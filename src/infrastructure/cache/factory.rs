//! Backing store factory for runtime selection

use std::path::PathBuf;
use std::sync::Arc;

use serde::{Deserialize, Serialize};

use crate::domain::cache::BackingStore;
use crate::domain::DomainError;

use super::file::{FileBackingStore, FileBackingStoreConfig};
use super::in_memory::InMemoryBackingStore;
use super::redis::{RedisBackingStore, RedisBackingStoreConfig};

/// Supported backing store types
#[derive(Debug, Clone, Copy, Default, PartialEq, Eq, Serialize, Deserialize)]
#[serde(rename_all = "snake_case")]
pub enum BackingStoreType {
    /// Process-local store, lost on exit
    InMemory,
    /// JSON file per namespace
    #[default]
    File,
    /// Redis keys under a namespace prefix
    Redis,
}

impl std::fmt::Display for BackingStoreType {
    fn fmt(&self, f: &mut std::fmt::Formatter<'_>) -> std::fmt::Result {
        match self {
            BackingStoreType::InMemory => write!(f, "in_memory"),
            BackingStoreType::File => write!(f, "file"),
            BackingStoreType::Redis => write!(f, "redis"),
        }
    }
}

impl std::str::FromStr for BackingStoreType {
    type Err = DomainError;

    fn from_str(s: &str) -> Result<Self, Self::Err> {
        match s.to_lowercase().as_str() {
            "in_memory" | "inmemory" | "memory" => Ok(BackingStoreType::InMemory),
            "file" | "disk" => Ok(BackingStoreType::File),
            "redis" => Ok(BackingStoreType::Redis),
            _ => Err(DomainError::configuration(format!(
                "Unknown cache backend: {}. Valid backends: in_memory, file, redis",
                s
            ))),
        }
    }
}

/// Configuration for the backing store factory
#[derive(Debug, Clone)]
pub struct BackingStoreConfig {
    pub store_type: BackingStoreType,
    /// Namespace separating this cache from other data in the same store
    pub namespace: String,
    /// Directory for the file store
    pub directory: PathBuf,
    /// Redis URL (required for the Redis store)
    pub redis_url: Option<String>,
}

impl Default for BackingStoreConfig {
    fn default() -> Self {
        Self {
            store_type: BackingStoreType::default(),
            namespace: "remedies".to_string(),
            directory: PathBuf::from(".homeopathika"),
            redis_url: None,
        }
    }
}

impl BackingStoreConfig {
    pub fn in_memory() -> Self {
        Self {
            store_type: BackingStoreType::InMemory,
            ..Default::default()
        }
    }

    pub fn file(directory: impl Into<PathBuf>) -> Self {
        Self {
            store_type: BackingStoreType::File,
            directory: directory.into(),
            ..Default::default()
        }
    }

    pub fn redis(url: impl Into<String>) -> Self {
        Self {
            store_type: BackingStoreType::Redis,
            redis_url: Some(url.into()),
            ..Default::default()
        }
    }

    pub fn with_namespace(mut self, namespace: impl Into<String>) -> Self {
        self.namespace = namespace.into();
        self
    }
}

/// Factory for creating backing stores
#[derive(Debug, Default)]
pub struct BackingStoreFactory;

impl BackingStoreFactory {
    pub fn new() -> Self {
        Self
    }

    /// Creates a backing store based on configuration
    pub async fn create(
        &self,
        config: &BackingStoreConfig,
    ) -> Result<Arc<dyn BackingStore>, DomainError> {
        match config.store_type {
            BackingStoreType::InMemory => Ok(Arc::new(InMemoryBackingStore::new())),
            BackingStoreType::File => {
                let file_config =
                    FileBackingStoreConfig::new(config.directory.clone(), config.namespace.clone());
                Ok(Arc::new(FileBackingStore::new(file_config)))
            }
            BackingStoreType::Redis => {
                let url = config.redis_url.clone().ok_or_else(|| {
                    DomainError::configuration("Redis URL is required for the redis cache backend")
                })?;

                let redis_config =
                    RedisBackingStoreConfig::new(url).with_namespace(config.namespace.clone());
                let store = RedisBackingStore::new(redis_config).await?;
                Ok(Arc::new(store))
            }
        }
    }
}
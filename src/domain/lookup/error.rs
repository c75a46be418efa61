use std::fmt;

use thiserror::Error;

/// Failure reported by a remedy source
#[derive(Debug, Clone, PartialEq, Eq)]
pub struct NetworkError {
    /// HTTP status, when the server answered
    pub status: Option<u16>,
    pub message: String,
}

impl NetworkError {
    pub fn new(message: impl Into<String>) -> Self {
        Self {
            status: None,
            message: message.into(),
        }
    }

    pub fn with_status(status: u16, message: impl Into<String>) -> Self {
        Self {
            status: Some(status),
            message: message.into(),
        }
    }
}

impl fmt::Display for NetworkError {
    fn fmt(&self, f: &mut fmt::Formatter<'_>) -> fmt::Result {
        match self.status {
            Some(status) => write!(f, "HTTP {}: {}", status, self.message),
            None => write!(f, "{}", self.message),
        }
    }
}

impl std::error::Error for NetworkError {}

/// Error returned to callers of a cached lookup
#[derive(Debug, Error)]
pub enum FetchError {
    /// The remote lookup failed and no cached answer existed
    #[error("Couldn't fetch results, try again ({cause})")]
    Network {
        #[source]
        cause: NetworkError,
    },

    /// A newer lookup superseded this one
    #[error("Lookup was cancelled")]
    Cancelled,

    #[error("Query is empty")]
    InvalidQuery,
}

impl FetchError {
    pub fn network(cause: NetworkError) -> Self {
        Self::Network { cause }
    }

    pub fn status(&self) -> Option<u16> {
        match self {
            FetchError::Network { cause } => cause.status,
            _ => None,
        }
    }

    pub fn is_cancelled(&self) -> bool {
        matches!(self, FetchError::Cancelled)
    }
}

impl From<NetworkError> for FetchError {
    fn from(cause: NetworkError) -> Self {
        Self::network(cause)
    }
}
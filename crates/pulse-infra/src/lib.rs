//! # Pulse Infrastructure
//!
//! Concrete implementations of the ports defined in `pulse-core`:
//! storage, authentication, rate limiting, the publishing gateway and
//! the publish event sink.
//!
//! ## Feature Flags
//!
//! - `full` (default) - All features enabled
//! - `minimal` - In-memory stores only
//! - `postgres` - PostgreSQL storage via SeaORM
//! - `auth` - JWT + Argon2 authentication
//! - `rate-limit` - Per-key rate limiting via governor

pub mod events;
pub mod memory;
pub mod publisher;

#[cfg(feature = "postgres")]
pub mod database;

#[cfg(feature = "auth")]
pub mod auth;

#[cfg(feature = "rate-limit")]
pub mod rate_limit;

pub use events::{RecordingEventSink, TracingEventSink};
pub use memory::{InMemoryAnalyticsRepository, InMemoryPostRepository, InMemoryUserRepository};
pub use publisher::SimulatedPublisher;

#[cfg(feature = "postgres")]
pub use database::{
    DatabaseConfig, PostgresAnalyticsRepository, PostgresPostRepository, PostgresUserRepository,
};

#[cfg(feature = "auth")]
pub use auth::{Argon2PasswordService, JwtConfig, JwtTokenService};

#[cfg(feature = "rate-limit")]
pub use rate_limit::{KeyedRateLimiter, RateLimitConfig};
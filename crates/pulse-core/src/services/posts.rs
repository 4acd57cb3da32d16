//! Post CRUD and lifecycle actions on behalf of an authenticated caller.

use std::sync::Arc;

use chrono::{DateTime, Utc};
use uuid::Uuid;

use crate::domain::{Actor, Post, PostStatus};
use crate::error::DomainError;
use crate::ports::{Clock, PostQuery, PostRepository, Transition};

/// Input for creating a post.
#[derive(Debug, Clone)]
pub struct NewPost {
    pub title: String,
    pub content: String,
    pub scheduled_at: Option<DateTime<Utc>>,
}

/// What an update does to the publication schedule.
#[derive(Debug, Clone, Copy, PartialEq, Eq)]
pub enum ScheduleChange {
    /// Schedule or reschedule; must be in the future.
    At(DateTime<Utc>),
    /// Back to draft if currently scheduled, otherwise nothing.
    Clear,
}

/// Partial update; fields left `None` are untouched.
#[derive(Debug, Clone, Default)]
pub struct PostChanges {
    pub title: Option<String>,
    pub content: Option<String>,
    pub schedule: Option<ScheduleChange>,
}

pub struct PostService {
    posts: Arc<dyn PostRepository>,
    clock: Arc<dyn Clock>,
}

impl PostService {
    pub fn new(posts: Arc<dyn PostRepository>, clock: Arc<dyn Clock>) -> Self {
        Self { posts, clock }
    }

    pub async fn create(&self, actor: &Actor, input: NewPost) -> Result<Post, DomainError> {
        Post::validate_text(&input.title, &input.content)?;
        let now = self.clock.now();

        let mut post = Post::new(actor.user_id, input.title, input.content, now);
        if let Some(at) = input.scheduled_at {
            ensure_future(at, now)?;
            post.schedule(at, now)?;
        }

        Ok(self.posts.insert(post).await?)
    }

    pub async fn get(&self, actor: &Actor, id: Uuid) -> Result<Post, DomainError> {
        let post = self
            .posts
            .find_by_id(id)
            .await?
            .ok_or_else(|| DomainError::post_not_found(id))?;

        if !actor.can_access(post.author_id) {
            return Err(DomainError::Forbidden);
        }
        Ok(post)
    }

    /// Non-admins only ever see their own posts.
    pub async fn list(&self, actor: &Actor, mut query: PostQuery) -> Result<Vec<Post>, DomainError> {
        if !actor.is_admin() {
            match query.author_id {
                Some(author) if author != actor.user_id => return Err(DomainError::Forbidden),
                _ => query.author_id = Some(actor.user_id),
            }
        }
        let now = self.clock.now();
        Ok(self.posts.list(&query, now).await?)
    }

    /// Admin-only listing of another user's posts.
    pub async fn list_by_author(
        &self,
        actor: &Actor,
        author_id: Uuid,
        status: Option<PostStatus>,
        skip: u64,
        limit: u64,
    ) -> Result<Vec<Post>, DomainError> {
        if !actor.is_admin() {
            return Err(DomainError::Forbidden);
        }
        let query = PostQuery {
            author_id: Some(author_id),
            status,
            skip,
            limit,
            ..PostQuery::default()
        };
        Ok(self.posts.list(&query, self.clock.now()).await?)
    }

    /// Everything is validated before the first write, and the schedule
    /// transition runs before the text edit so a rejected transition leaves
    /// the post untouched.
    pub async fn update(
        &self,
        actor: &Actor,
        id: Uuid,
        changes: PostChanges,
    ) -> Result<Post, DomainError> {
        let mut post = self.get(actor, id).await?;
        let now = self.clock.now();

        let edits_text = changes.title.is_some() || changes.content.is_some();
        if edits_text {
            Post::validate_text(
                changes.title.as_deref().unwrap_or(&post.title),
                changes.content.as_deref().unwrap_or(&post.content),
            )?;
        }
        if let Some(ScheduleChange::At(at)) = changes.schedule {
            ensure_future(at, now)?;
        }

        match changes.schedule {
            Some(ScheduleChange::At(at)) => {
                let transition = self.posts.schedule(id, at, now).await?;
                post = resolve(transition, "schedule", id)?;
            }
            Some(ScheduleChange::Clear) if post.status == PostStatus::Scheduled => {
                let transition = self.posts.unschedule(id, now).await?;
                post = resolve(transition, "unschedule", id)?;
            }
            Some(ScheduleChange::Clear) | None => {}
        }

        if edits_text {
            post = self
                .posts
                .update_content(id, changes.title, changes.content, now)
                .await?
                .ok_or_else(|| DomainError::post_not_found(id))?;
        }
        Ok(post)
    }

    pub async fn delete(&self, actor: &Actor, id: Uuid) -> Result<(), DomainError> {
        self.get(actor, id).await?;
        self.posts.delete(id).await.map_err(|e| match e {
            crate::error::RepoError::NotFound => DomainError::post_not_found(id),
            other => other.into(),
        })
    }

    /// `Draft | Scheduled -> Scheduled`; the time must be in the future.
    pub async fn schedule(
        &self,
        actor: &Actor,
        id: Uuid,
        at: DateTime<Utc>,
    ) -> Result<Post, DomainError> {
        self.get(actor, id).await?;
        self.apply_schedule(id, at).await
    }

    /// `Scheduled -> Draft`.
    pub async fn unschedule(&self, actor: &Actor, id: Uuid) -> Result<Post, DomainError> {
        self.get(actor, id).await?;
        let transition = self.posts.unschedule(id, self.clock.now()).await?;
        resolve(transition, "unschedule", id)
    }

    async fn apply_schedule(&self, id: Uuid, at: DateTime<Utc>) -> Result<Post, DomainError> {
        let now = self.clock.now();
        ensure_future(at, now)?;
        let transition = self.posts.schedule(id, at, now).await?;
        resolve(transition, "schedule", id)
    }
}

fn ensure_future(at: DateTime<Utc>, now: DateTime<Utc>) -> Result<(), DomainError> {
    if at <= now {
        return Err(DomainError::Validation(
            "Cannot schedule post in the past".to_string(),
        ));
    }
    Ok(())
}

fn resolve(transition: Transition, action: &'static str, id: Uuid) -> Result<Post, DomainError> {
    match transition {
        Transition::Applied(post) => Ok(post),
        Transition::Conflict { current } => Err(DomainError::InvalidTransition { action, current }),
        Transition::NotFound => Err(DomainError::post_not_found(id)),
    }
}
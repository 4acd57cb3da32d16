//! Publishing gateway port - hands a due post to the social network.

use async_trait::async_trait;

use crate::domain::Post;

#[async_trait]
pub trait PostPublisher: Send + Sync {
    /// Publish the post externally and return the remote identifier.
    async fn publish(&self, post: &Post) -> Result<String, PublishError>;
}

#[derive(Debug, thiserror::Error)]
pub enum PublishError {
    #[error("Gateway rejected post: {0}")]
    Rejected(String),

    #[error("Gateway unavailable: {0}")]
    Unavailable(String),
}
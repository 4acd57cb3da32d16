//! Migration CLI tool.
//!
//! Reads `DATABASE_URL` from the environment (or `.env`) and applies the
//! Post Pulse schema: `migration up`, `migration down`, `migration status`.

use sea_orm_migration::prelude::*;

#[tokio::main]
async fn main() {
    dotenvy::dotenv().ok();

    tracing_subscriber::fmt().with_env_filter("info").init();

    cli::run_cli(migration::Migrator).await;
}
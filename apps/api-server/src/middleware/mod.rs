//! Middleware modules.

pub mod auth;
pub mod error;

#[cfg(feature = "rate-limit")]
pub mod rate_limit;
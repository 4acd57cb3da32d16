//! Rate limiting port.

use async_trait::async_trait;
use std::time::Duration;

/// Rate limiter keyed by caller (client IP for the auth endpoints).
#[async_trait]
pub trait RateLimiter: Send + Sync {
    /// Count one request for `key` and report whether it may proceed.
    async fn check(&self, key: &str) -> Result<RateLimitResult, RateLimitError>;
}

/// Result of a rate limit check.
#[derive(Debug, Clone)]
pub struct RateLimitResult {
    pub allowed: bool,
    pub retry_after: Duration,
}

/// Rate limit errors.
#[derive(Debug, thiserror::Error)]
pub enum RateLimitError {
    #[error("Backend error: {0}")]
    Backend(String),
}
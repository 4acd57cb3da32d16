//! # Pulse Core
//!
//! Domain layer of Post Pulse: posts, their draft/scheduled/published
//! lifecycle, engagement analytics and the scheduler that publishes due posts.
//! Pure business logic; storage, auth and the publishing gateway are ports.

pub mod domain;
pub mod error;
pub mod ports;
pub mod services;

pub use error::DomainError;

------------------------------------------------

**About this exercise**
Where the string "Formatter" occurs in the data, return the whole line.

**Written response**
    fn fmt(&self, f: &mut std::fmt::Formatter<'_>) -> std::fmt::Result {
    fn fmt(&self, f: &mut fmt::Formatter<'_>) -> fmt::Result {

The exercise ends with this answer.